All of the entries below must be copied out exactly.

### Data ###

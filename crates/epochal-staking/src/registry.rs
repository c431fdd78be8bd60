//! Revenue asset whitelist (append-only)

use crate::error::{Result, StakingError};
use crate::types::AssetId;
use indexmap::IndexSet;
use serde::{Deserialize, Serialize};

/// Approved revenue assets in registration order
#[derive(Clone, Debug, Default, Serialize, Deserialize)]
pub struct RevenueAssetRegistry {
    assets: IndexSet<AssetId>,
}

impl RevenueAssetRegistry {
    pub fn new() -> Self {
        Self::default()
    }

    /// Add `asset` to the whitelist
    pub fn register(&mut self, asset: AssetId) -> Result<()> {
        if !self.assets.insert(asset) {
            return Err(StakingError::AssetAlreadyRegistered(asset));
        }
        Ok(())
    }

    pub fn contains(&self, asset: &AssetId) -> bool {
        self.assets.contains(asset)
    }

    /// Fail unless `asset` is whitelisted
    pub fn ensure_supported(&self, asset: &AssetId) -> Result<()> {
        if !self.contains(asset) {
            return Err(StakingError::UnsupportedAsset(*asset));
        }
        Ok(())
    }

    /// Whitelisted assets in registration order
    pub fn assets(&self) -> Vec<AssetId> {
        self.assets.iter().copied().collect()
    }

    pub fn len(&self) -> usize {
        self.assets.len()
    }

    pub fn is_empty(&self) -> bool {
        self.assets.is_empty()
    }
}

###

_Result below_
filename crates/epochal-staking/src/registry.rs
repository c431fdd78be8bd60
//! Revenue asset whitelist (append-only)

use crate::error::{Result, StakingError};
use crate::types::AssetId;
use indexmap::IndexSet;
use serde::{Deserialize, Serialize};

/// Approved revenue assets in registration order
#[derive(Clone, Debug, Default, Serialize, Deserialize)]
pub struct RevenueAssetRegistry {
    assets: IndexSet<AssetId>,
}

impl RevenueAssetRegistry {
    pub fn new() -> Self {
        Self::default()
    }

    /// Add `asset` to the whitelist
    pub fn register(&mut self, asset: AssetId) -> Result<()> {
        if !self.assets.insert(asset) {
            return Err(StakingError::AssetAlreadyRegistered(asset));
        }
        Ok(())
    }

    pub fn contains(&self, asset: &AssetId) -> bool {
        self.assets.contains(asset)
    }

    /// Fail unless `asset` is whitelisted
    pub fn ensure_supported(&self, asset: &AssetId) -> Result<()> {
        if !self.contains(asset) {
            return Err(StakingError::UnsupportedAsset(*asset));
        }
        Ok(())
    }

    /// Whitelisted assets in registration order
    pub fn assets(&self) -> Vec<AssetId> {
        self.assets.iter().copied().collect()
    }

    pub fn len(&self) -> usize {
        self.assets.len()
    }

    pub fn is_empty(&self) -> bool {
        self.assets.is_empty()
    }
}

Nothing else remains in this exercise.